Move Over, Mother Teresa
You may have been moved by the ghostly image of Mother Teresa on that sticky bun back in '96, but I believe I can one up the nun bun: say hello to Margie on a Latte.
In a time when printing is pushed to the way back of the media bus, along comes the promise of a nifty new technology twist that just might make the phrase "inkjet printing" exciting to the masses - at least to those willing to shell out a few more beans for a personalized cup of joe.
A young engineer in Massachusetts has created a prototype for printing images on, get this, a latte. By devising an ink cartridge filled with caramel sugar and loaded onto a portable Kodak/Diconix 150 Plus printer, Oleksiy Pikalo invented a brand new type of latte art.

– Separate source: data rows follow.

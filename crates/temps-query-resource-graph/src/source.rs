use crate::cloud::{resolve_cloud, CloudEndpoints, AZURE_PUBLIC};
use crate::query::{build_queries, parse_queries, InterpolatedQuery};
use crate::request::{create_request, request_body, resources_url, DEFAULT_API_VERSION};
use crate::response::{add_config_links, portal_deep_link, table_to_result, unmarshal_response};
use crate::transport::Transport;
use async_trait::async_trait;
use futures::future::try_join_all;
use serde::{Deserialize, Serialize};
use std::sync::Arc;
use std::time::Instant;
use temps_query::{
    BatchQueryable, Capability, DataError, DataQuery, DataResponse, DataSource, NormalizedResult,
    Result, TimeRange,
};
use tracing::{debug, warn};

fn default_cloud() -> String {
    AZURE_PUBLIC.to_string()
}

fn default_user_agent() -> String {
    format!("Temps/{}", env!("CARGO_PKG_VERSION"))
}

fn default_api_version() -> String {
    DEFAULT_API_VERSION.to_string()
}

/// Datasource settings
#[derive(Debug, Clone, PartialEq, Eq, Serialize, Deserialize)]
#[serde(rename_all = "camelCase")]
pub struct ResourceGraphSettings {
    /// Cloud identifier, e.g. `AzureCloud`
    #[serde(default = "default_cloud")]
    pub cloud: String,
    /// Overrides the cloud's API base URL
    #[serde(default)]
    pub base_url: Option<String>,
    /// Subscriptions for queries that do not name their own
    #[serde(default)]
    pub subscriptions: Vec<String>,
    #[serde(default = "default_user_agent")]
    pub user_agent: String,
    #[serde(default = "default_api_version")]
    pub api_version: String,
}

impl Default for ResourceGraphSettings {
    fn default() -> Self {
        Self {
            cloud: default_cloud(),
            base_url: None,
            subscriptions: Vec::new(),
            user_agent: default_user_agent(),
            api_version: default_api_version(),
        }
    }
}

/// Azure Resource Graph data source
pub struct ResourceGraphSource {
    settings: ResourceGraphSettings,
    endpoints: &'static CloudEndpoints,
    resources_url: String,
    transport: Arc<dyn Transport>,
}

impl ResourceGraphSource {
    /// Create a source for `settings`. Fails on an unsupported cloud.
    pub fn new(settings: ResourceGraphSettings, transport: Arc<dyn Transport>) -> Result<Self> {
        let endpoints = resolve_cloud(&settings.cloud)?;

        if settings.user_agent.trim().is_empty() {
            return Err(DataError::invalid_configuration("user agent must not be empty"));
        }

        let api_base = settings.base_url.as_deref().unwrap_or(endpoints.api_url);
        let resources_url = resources_url(api_base, &settings.api_version);

        debug!(
            "Resource Graph source for cloud {} at {}",
            endpoints.cloud, resources_url
        );

        Ok(Self {
            settings,
            endpoints,
            resources_url,
            transport,
        })
    }

    pub fn settings(&self) -> &ResourceGraphSettings {
        &self.settings
    }

    pub fn endpoints(&self) -> &'static CloudEndpoints {
        self.endpoints
    }

    /// Parse and interpolate a batch without sending anything
    pub fn build_queries(
        &self,
        queries: &[DataQuery],
        time_range: &TimeRange,
    ) -> Result<Vec<InterpolatedQuery>> {
        let raw = parse_queries(queries)?;
        build_queries(&raw, time_range, Some(&self.resources_url))
    }

    /// Request body `query` is sent with
    pub fn request_body(&self, query: &InterpolatedQuery) -> Result<Vec<u8>> {
        request_body(query, &self.settings.subscriptions)
    }

    async fn execute_query(&self, query: &InterpolatedQuery) -> Result<NormalizedResult> {
        let url = query.url.as_deref().unwrap_or(&self.resources_url);
        let body = self.request_body(query)?;
        let request = create_request(url, body, &self.settings.user_agent)?;

        let started = Instant::now();
        let response = self.transport.send(request).await?;
        let execution_ms = started.elapsed().as_millis() as u64;

        let decoded = match unmarshal_response(response.status, &response.body) {
            Ok(decoded) => decoded,
            Err(DataError::Remote { status, message }) => {
                warn!("Resource Graph query {} failed with {}", query.ref_id, status);
                return Ok(NormalizedResult::Error { status, message });
            }
            Err(e) => return Err(e),
        };

        let link = portal_deep_link(self.endpoints.portal_url, &query.interpolated_query);
        let result = table_to_result(&query.ref_id, decoded.data, execution_ms)?
            .with_executed_query(query.interpolated_query.clone())
            .with_result_format(query.result_format);

        debug!(
            "Resource Graph query {} returned {} rows in {}ms",
            query.ref_id, result.stats.row_count, execution_ms
        );

        Ok(NormalizedResult::Data(add_config_links(result, &link)))
    }
}

impl DataSource for ResourceGraphSource {
    fn source_type(&self) -> &'static str {
        "azure-resource-graph"
    }

    fn capabilities(&self) -> Vec<Capability> {
        vec![Capability::Table, Capability::Macros, Capability::DeepLinks]
    }
}

#[async_trait]
impl BatchQueryable for ResourceGraphSource {
    async fn query_data(
        &self,
        queries: &[DataQuery],
        time_range: &TimeRange,
    ) -> Result<Vec<DataResponse>> {
        let built = self.build_queries(queries, time_range)?;

        let results = try_join_all(built.iter().map(|query| self.execute_query(query))).await?;

        Ok(built
            .into_iter()
            .zip(results)
            .map(|(query, result)| DataResponse {
                ref_id: query.ref_id,
                result,
            })
            .collect())
    }
}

When I read about it in the Boston Globe and realized that OnLatte, Inc. was based right here in greater Boston, I knew I had to meet the makers. I contacted Josh Grob (not Groban, ladies), the company's Director of Products and Services as well as its co-founder, who invited me over for a look-see.
I couldn't leave Frank Romano, the King of Inkjet, out of this particular coffee klatch, so I asked him to join me. One frigid Saturday morning, hours after Boston's first Nor'easter of the season, Frank and I drove 20 miles for a cup of coffee we would never drink.
That's how we met Oleksiy and Josh, who explained to us just how they got inkjet technology to customize coffee drinks.
Oleksiy is an electrical engineer who specializes in embedded systems programming, FPGA design (FPGA stands for Field Programmable Gate Array) and photonics. He stumbled on a description of how to make latte art and was hooked. He's the inventor of the technology and co-founder of OnLatte, Inc.
"It was quite difficult to reproduce even a simple pattern consistently, so I figured that there must be an "engineering solution" to this problem," he said. "I ordered a book about inkjet cartridges with a serial printer kit, and a plotter on eBay, and with some experimentation I was able to create various vector images on coffee using off-the-shelf professional caramel coloring and a modified cartridge. A friend of mine took a short video of the machine in action and uploaded it on YouTube."
Right away his video was getting several thousands of views daily. So in a "semi-serious effort," he submitted a Siggraph demo paper - and got accepted. (SIGGRAPH stands for Special Interest Group on GRAPHics and Interactive Techniques. It's the name of the annual conference on computer graphics.) "At that point, I had no choice but to build a much faster prototype and form a company, which resulted in OnLatte, Inc."
The team is simultaneously working on the engineering blueprint and a fully working demo version of the machine (to be completed in Q1). They say that it will take at least 50 customers to finance the first production run of the machines, and they're already more than half way through this number. I sent Josh my Margie cartoon to use. He made my latte in his apartment kitchen - nothing special about this drink, no secret ingredients - and positioned the cup right below the printer, with the foam not quite touching the machine.
Within a minute, I started seeing my image appear, line by line (or hair by hair), on the surface of the foam. Don't worry, it wasn't ink. They use caramel (burned sugar) to create images on foam.
"The best part about using caramel is that it is the same colorant that makes coffee brown," Oleksiy said. "The fiber in coffee beans turns into sugars, and sugars caramelize during the roasting process. So it is virtually impossible to figure out which part of the color is from espresso and which is from the newly created image. Plus, we would hate to add any additional unnecessary chemicals into the beverage."
Are there any limitations, I wondered? Amazingly enough, printing on an uneven liquid surface is not the biggest challenge. High-contrast images work the best. The major hurdle right now is establishing the manufacturing chain for the caramel-filled cartridge.
We sat and talked about this new invention for an hour, and my image stayed on the surface of that freshly made latte the whole time, with barely any loss of detail. Images with lots of fine detail hold up for a shorter time, we were told, since the foam is not static. It will dissolve some of the detail away in 5-6 minutes.
Where do they see their market for this latte art? Coffee shops and restaurants, caterers and event planners. Any drink with a foamy top will work. I wondered, too, if they could print images on custard desserts.
Is printed latte art in the cards for future weddings, reunions, bar mitzvahs, birthday celebrations, and the like? I think it could work. It was incredibly exciting to see my face sitting there in a cup of coffee. So what if no one would want to actually drink the coffee. We'd all be taking photos of our drinks to share with our friends and relatives. It's 1:1 latte, a whole new personalized printing application. I tip my cup to its inventors!